The integration of the portable pump, modular bio-reaction reservoirs, and a smartphone allowed us to develop a remote, on-chip platform for application of a colorimetric Mpox LAMP assay. Using smartphone-based image analysis, we confirmed that the colorimetric shift associated with LAMP amplification could be reliably detected. However, the system's current LoD was primarily constrained by the limited sensitivity and variability of smartphone camera. Incorporating specialized cameras or more sensitive optical systems into the modular pressure pump could substantially improve detection sensitivity in future iterations. Despite this limitation, our device's liquid handling automation proved exceptionally robust.

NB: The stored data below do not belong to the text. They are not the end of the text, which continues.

#[derive(Debug, Clone, Copy, PartialEq, Eq)]
#[repr(i32)]
pub enum ExitCode {
    Success = 0,

    /// One or more request kinds were rejected before starting, or their pool died.
    KindsFailed = 10,

    /// Invalid CLI/config/options (bad flags, invalid durations, unreadable account file, etc.).
    InvalidInput = 30,

    /// Internal/runtime error (IO errors, unexpected invariants, failed seeding).
    RuntimeError = 40,
}

impl ExitCode {
    #[must_use]
    pub fn as_i32(self) -> i32 {
        self as i32
    }

    #[must_use]
    pub fn from_report(report: &rpcbench_core::RunReport) -> Self {
        if report.has_failures() {
            Self::KindsFailed
        } else {
            Self::Success
        }
    }
}
use serde::{Deserialize, Serialize};
use std::collections::HashMap;
use std::fmt;

use super::store::{Chunk, ScoredChunk};

/// Which retrieval channel(s) surfaced a result.
#[derive(Debug, Clone, Copy, PartialEq, Eq, Serialize, Deserialize)]
#[serde(rename_all = "lowercase")]
pub enum MatchType {
    Keyword,
    Semantic,
    Hybrid,
}

impl MatchType {
    pub fn as_str(&self) -> &'static str {
        match self {
            MatchType::Keyword => "keyword",
            MatchType::Semantic => "semantic",
            MatchType::Hybrid => "hybrid",
        }
    }
}

impl fmt::Display for MatchType {
    fn fmt(&self, f: &mut fmt::Formatter<'_>) -> fmt::Result {
        f.write_str(self.as_str())
    }
}

/// Normalized per-channel scores of one merged candidate.
#[derive(Debug, Clone, Copy, PartialEq)]
pub enum ChannelScores {
    KeywordOnly { bm25: f32 },
    VectorOnly { vec: f32 },
    Both { bm25: f32, vec: f32 },
}

impl ChannelScores {
    pub fn bm25(&self) -> f32 {
        match *self {
            ChannelScores::KeywordOnly { bm25 } | ChannelScores::Both { bm25, .. } => bm25,
            ChannelScores::VectorOnly { .. } => 0.0,
        }
    }

    pub fn vec(&self) -> f32 {
        match *self {
            ChannelScores::VectorOnly { vec } | ChannelScores::Both { vec, .. } => vec,
            ChannelScores::KeywordOnly { .. } => 0.0,
        }
    }

    pub fn match_type(&self) -> MatchType {
        match self {
            ChannelScores::KeywordOnly { .. } => MatchType::Keyword,
            ChannelScores::VectorOnly { .. } => MatchType::Semantic,
            ChannelScores::Both { .. } => MatchType::Hybrid,
        }
    }
}

#[derive(Debug, Clone)]
pub struct Candidate {
    pub chunk: Chunk,
    pub scores: ChannelScores,
}

#[derive(Debug, Clone, Copy, PartialEq)]
pub struct FusionWeights {
    pub keyword: f32,
    pub vector: f32,
}

impl Default for FusionWeights {
    fn default() -> Self {
        Self {
            keyword: 0.4,
            vector: 0.6,
        }
    }
}

#[derive(Debug, Clone, Serialize, Deserialize)]
pub struct SearchResult {
    pub chunk: Chunk,
    pub score: f32,
    pub match_type: MatchType,
    pub keyword_score: f32,
    pub vector_score: f32,
}

/// Map a BM25 rank (negative, lower is better) onto [0, 1].
pub fn normalize_keyword(raw: f32) -> f32 {
    (1.0 + raw / 10.0).clamp(0.0, 1.0)
}

/// Map a cosine distance (0 = identical) onto [0, 1].
pub fn normalize_distance(distance: f32) -> f32 {
    (1.0 - distance).max(0.0)
}

/// Two-pass merge by chunk id. Keyword hits come first in their own order,
/// then vector hits either upgrade an existing entry to `Both` or are
/// appended as `VectorOnly`.
pub fn merge_candidates(keyword: Vec<ScoredChunk>, vector: Vec<ScoredChunk>) -> Vec<Candidate> {
    let mut merged: Vec<Candidate> = Vec::with_capacity(keyword.len() + vector.len());
    let mut positions: HashMap<i64, usize> = HashMap::new();

    for hit in keyword {
        if positions.contains_key(&hit.chunk.id) {
            continue;
        }
        positions.insert(hit.chunk.id, merged.len());
        merged.push(Candidate {
            scores: ChannelScores::KeywordOnly {
                bm25: normalize_keyword(hit.raw_score),
            },
            chunk: hit.chunk,
        });
    }

    for hit in vector {
        let vec = normalize_distance(hit.raw_score);
        match positions.get(&hit.chunk.id) {
            Some(&pos) => {
                let candidate = &mut merged[pos];
                candidate.scores = match candidate.scores {
                    ChannelScores::KeywordOnly { bm25 } => ChannelScores::Both { bm25, vec },
                    // Duplicate vector hit for the same chunk: keep the first.
                    other => other,
                };
            }
            None => {
                positions.insert(hit.chunk.id, merged.len());
                merged.push(Candidate {
                    scores: ChannelScores::VectorOnly { vec },
                    chunk: hit.chunk,
                });
            }
        }
    }

    merged
}

/// Weighted fusion, stable descending sort (ties keep merge order), top `limit`.
pub fn fuse(candidates: Vec<Candidate>, weights: FusionWeights, limit: usize) -> Vec<SearchResult> {
    let mut results: Vec<SearchResult> = candidates
        .into_iter()
        .map(|candidate| {
            let bm25 = candidate.scores.bm25();
            let vec = candidate.scores.vec();
            SearchResult {
                score: bm25 * weights.keyword + vec * weights.vector,
                match_type: candidate.scores.match_type(),
                keyword_score: bm25,
                vector_score: vec,
                chunk: candidate.chunk,
            }
        })
        .collect();

    results.sort_by(|a, b| {
        b.score
            .partial_cmp(&a.score)
            .unwrap_or(std::cmp::Ordering::Equal)
    });
    results.truncate(limit);
    results
}
use anyhow::{Context, Result};
use console::{style, Emoji};

use super::Services;
use crate::error::Error;
use crate::search::disclosure::CONTEXT_SEPARATOR;
use crate::search::MatchType;

static SEARCH: Emoji<'_, '_> = Emoji("🔍 ", "");
static FILE: Emoji<'_, '_> = Emoji("📄 ", "");

pub async fn run_search(
    services: &Services,
    query: &str,
    top_k: Option<usize>,
    json: bool,
) -> Result<()> {
    let top_k = top_k.unwrap_or(services.config.search.top_k);
    if top_k == 0 {
        anyhow::bail!("--top-k must be at least 1");
    }

    let summary = services
        .surface()
        .search_summary(query, top_k)
        .await
        .context("Search failed")?;

    if json {
        println!("{}", serde_json::to_string_pretty(&summary)?);
        return Ok(());
    }

    if summary.results.is_empty() {
        println!(
            "No results found for: {} ({} chunks indexed)",
            style(query).italic(),
            summary.total_candidates
        );
        return Ok(());
    }

    println!(
        "\n{}Found {} results for: {}\n",
        SEARCH,
        style(summary.results.len()).cyan(),
        style(query).yellow().bold()
    );

    for hit in &summary.results {
        let kind = match hit.match_type {
            MatchType::Hybrid => style(hit.match_type.as_str()).green(),
            MatchType::Semantic => style(hit.match_type.as_str()).magenta(),
            MatchType::Keyword => style(hit.match_type.as_str()).blue(),
        };
        println!(
            "{}[{}] {} ({}, {})",
            FILE,
            style(hit.id).bold(),
            style(&hit.title).green(),
            kind,
            style(format!("{:.3}", hit.score)).cyan()
        );
        println!("   Source: {}", style(&hit.source_path).dim());
        println!("   {}", style(hit.snippet.replace('\n', " ")).dim());
        println!();
    }
    println!(
        "{}",
        style("Run `docsift fetch <id>` for the full chunk and its neighbours.").dim()
    );

    Ok(())
}

pub async fn run_fetch(services: &Services, id: i64, json: bool) -> Result<()> {
    if id <= 0 {
        anyhow::bail!("Document id must be a positive integer (got {})", id);
    }

    let detail = match services.surface().fetch_details(id).await {
        Ok(detail) => detail,
        Err(Error::NotFound(_)) => anyhow::bail!("Document {} not found", id),
        Err(e) => return Err(anyhow::Error::new(e).context("Fetch failed")),
    };

    if json {
        println!("{}", serde_json::to_string_pretty(&detail)?);
        return Ok(());
    }

    let chunk = &detail.chunk;
    println!(
        "\n{}[{}] {}",
        FILE,
        style(chunk.id).bold(),
        style(&chunk.title).green().bold()
    );
    println!(
        "   Source: {} {}",
        style(&chunk.source_path).dim(),
        style(format!("(chunk {})", chunk.chunk_index)).dim()
    );
    println!();

    for (i, part) in detail.context.iter().enumerate() {
        if i > 0 {
            println!("{}", style(CONTEXT_SEPARATOR.trim()).dim());
            println!();
        }
        if part.id == chunk.id {
            println!("{}", part.text);
        } else {
            println!("{}", style(&part.text).dim());
        }
        println!();
    }

    Ok(())
}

By simply adjusting the inlet pressure—which can be remotely automated via scripting—we could dispense the sample from a low-cost, commercially available tube, maintain it in the reaction reservoir for the required incubation period, and then transfer the reaction products sequentially into readout reservoirs. Although our current platform does not provide a dedicated sample preparation module, the high level of automation it offers could readily accommodate upstream processes, such as adding lysis agents, to enable remote sample preparation as well. This level of fluidic control offers strong potential for multi-step assays. For instance, an upstream reservoir containing lysis agents could lyse patient samples; the lysed biomarkers could then be routed through channels engineered to separate desired particles, and finally transferred to a reservoir holding amplification primers (e.g., LAMP or PCR). Subsequent reservoirs may be coupled with advanced biosensors, facilitating a more sensitive, high-performance diagnostic workflow. Overall, our microfluidic platform holds a significant promise for advancing point-of-care diagnostics and facilitating a wide range of biochemical assays.